The United States has upwards of 1000 species of native stream fishes that occur in combinations of interacting species called “communities.” Stream fish communities are dynamic: the community in a given body of water may vary over time relative to presence or absence of given species, relative abundances of species, demographic structure of the constituent species and more. Historically, the underlying assumption about community dynamics was that communities were in equilibrium such that mature communities tended to have a predictable composition with respect to species present and their relative abundances. Later, community structure was thought to be driven by responses to disturbance and, as such, the expectation for community dynamics shifted from equilibrium to non-equilibrium. But some authors proposed models suggesting that, although communities do not remain in a strict equilibrium, they tend to display “loose equilibrium” in which community composition varies around some central condition. In our book, Stream Fish Community Dynamics: A Critical Synthesis, we have used our own research (or that of our graduate students) over a 40-year period, to describe community dynamics of streams in the central United States and to examine underlying mechanisms that may explain community variation over time. Using our own data gave us a unique perspective based on our personal knowledge of and an intimate acquaintance with all of the datasets and experiments that form the basis of this book.

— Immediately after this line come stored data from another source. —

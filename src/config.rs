use std::{fmt, path::PathBuf, time::Duration};

use clap::Parser;
use compact_str::CompactString;
use tracing::Level;

use crate::{
    client::config::{
        ClientConfig, DEFAULT_ENDPOINT, DEFAULT_TELEGRAM_API_URL, PollingConfig, RequestConfig,
        TelegramConfig,
    },
    id::ChatId,
    logging::{DEFAULT_LOG_FILE, LoggingConfig},
    result::{BotError, Result},
};

pub const PRACTICUM_TOKEN: &str = "PRACTICUM_TOKEN";
pub const TELEGRAM_TOKEN: &str = "TELEGRAM_TOKEN";
pub const TELEGRAM_CHAT_ID: &str = "TELEGRAM_CHAT_ID";

/// Relay homework review status changes to a Telegram chat
#[derive(Debug, Clone, Parser)]
#[command(version, about)]
pub struct Cli {
    /// OAuth token for the homework API
    #[arg(long, env = PRACTICUM_TOKEN, hide_env_values = true)]
    pub practicum_token: Option<String>,

    /// Telegram bot token
    #[arg(long, env = TELEGRAM_TOKEN, hide_env_values = true)]
    pub telegram_token: Option<String>,

    /// Chat that receives notifications
    #[arg(long, env = TELEGRAM_CHAT_ID, hide_env_values = true)]
    pub telegram_chat_id: Option<String>,

    /// Homework statuses endpoint
    #[arg(long, default_value = DEFAULT_ENDPOINT)]
    pub endpoint: String,

    /// Telegram Bot API base URL
    #[arg(long, default_value = DEFAULT_TELEGRAM_API_URL)]
    pub telegram_api_url: String,

    /// Seconds to wait between two polls
    #[arg(long, default_value_t = 600)]
    pub retry_period_secs: u64,

    /// Timeout for homework API requests; no timeout when omitted
    #[arg(long)]
    pub request_timeout_secs: Option<u64>,

    /// Query from the server's last reported time instead of the start time
    #[arg(long)]
    pub advance_cursor: bool,

    /// Run a single poll cycle and exit
    #[arg(long)]
    pub once: bool,

    /// Directory for the log file
    #[arg(long, default_value = ".")]
    pub log_dir: PathBuf,

    /// Log level used when RUST_LOG is not set
    #[arg(long, default_value_t = Level::DEBUG)]
    pub log_level: Level,

    /// Write the log file as JSON lines
    #[arg(long)]
    pub json_logs: bool,
}

/// The three secrets the bot cannot run without
#[derive(Clone)]
pub struct Credentials {
    pub api_token: CompactString,
    pub bot_token: CompactString,
    pub chat_id: ChatId,
}

impl Credentials {
    /// Fails with every missing or empty variable named
    pub fn new(
        api_token: Option<&str>,
        bot_token: Option<&str>,
        chat_id: Option<&str>,
    ) -> Result<Self> {
        fn present(value: Option<&str>) -> Option<&str> {
            value.filter(|v| !v.is_empty())
        }

        let pairs = [
            (PRACTICUM_TOKEN, present(api_token)),
            (TELEGRAM_TOKEN, present(bot_token)),
            (TELEGRAM_CHAT_ID, present(chat_id)),
        ];
        let names: Vec<&'static str> = pairs
            .iter()
            .filter(|(_, value)| value.is_none())
            .map(|(name, _)| *name)
            .collect();

        match pairs {
            [(_, Some(api_token)), (_, Some(bot_token)), (_, Some(chat_id))] => Ok(Self {
                api_token: api_token.into(),
                bot_token: bot_token.into(),
                chat_id: ChatId::new(chat_id),
            }),
            _ => Err(BotError::ConfigMissing { names }),
        }
    }
}

impl fmt::Debug for Credentials {
    fn fmt(&self, f: &mut fmt::Formatter<'_>) -> fmt::Result {
        f.debug_struct("Credentials")
            .field("api_token", &"***")
            .field("bot_token", &"***")
            .field("chat_id", &self.chat_id)
            .finish()
    }
}

/// Everything the poll loop needs, resolved from CLI flags and environment
#[derive(Debug, Clone)]
pub struct BotConfig {
    pub client: ClientConfig,
    pub telegram: TelegramConfig,
    pub once: bool,
}

impl Cli {
    pub fn logging_config(&self) -> LoggingConfig {
        LoggingConfig {
            log_dir: self.log_dir.clone(),
            file_name: DEFAULT_LOG_FILE.to_string(),
            level: self.log_level,
            json: self.json_logs,
        }
    }

    pub fn credentials(&self) -> Result<Credentials> {
        Credentials::new(
            self.practicum_token.as_deref(),
            self.telegram_token.as_deref(),
            self.telegram_chat_id.as_deref(),
        )
    }
}

impl BotConfig {
    pub fn from_cli(cli: &Cli) -> Result<Self> {
        let credentials = cli.credentials()?;

        let client = ClientConfig::new(cli.endpoint.as_str(), credentials.api_token)
            .with_polling(PollingConfig {
                retry_period: Duration::from_secs(cli.retry_period_secs),
                advance_cursor: cli.advance_cursor,
            })
            .with_request(RequestConfig {
                timeout: cli.request_timeout_secs.map(Duration::from_secs),
            });
        client.validate()?;

        let telegram = TelegramConfig::new(credentials.bot_token, credentials.chat_id)
            .with_api_url(cli.telegram_api_url.as_str());
        telegram.validate()?;

        Ok(Self { client, telegram, once: cli.once })
    }
}
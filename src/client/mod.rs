//! Homework API and Telegram client modules
//!
//! The API client, the notifier and the poll loop are split so each can be
//! tested against a mock server on its own.

pub mod api;
pub mod config;
pub mod error;
pub mod poller;
pub mod telegram;

// Re-export main types for convenience
pub use api::HomeworkApi;
pub use error::ClientError;
pub use poller::HomeworkPoller;
pub use telegram::TelegramNotifier;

As we approached the writing of a synthesis about stream fish community dynamics, we considered many different approaches. We finally decided on a book that integrated a broad, field collection–based view of the temporal dynamics of natural fish communities (in many kinds of stream systems) with all of the experiments we had done (in systems from bench-top to field enclosure/exclosures to large artificial streams) to try to understand underlying mechanisms for the composition and dynamics of the native fish communities in our study regions. Accordingly, we went back in time to review all of our experimental work on subjects such as tolerances of fish for harsh environmental conditions, responses of fish to flowing water stress, resistance of fish to catastrophic disturbances like flood and drought, effects of mesopredators on minnows, the ways the fish themselves affected stream ecosystems, or similar topics. As a result of integrating for this book all our observations of fish in the field, the results of a wide variety of experiments, and our empirical data on variation in fish communities over short (months) to long (decades) periods of time, we came to what we think is a better understanding of our fishes and their communities than we had previously achieved over 40+ years of more discrete individual research projects.
What does it mean?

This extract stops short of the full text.